#### [ACTION ITEM]
Would you restate word for word the lines of the listing, beginning at the first and ending with the line that holds "use super::traits::Receiver;"?

#### [THE RECORDS]
↓

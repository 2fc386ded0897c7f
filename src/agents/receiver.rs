use ndarray::{Array2, ArrayView2};
use rand::rngs::StdRng;
use rand::SeedableRng;

use crate::checkpoint::StateDict;
use crate::error::{EmcomError, Result};
use crate::network::Mlp;
use super::traits::Receiver;

/// Receiver projecting its own view of every candidate image into message
/// space. Scoring the projections against the message is left to the loss.
pub struct ProjectionReceiver {
    fc: Mlp,
    output_dim: usize,
}

impl ProjectionReceiver {
    pub fn new(input_dim: usize, hidden_dim: usize, output_dim: usize, seed: u64) -> Result<Self> {
        let mut rng = StdRng::seed_from_u64(seed);
        let fc = Mlp::projection_head(input_dim, hidden_dim, output_dim, false, false, &mut rng)?;
        Ok(ProjectionReceiver { fc, output_dim })
    }
}

impl Receiver for ProjectionReceiver {
    fn receive(&mut self, message: ArrayView2<f32>, receiver_input: ArrayView2<f32>) -> Result<Array2<f32>> {
        if message.ncols() != self.output_dim {
            return Err(EmcomError::dimension_mismatch(
                format!("message of width {}", self.output_dim),
                format!("message of width {}", message.ncols()),
            ));
        }
        if message.nrows() != receiver_input.nrows() {
            return Err(EmcomError::dimension_mismatch(
                format!("{} candidates", message.nrows()),
                format!("{} candidates", receiver_input.nrows()),
            ));
        }
        self.fc.forward(receiver_input)
    }

    fn set_training(&mut self, training: bool) {
        self.fc.set_training(training);
    }

    fn state_dict(&self) -> StateDict {
        self.fc.state_dict()
    }

    fn load_state_dict(&mut self, state: &StateDict) -> Result<()> {
        self.fc.load_state_dict(state)
    }
}

#[cfg(test)]
mod tests {
    use super::*;

    #[test]
    fn test_receive_projects_candidates() {
        let mut r = ProjectionReceiver::new(6, 8, 4, 3).unwrap();
        let out = r.receive(Array2::zeros((5, 4)).view(), Array2::ones((5, 6)).view()).unwrap();
        assert_eq!(out.dim(), (5, 4));
    }

    #[test]
    fn test_receive_checks_message_shape() {
        let mut r = ProjectionReceiver::new(6, 8, 4, 3).unwrap();
        assert!(r.receive(Array2::zeros((5, 3)).view(), Array2::ones((5, 6)).view()).is_err());
        assert!(r.receive(Array2::zeros((2, 4)).view(), Array2::ones((5, 6)).view()).is_err());
    }

    #[test]
    fn test_projection_head_has_no_final_bias() {
        let r = ProjectionReceiver::new(6, 8, 4, 3).unwrap();
        let state = r.state_dict();
        assert!(state.contains_key("fc.3.weight"));
        assert!(!state.contains_key("fc.3.bias"));
    }
}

↑

#### [EXERCISE ANSWER]
repository 2fc386ded0897c7f
filename src/agents/receiver.rs
use ndarray::{Array2, ArrayView2};
use rand::rngs::StdRng;
use rand::SeedableRng;

use crate::checkpoint::StateDict;
use crate::error::{EmcomError, Result};
use crate::network::Mlp;
use super::traits::Receiver;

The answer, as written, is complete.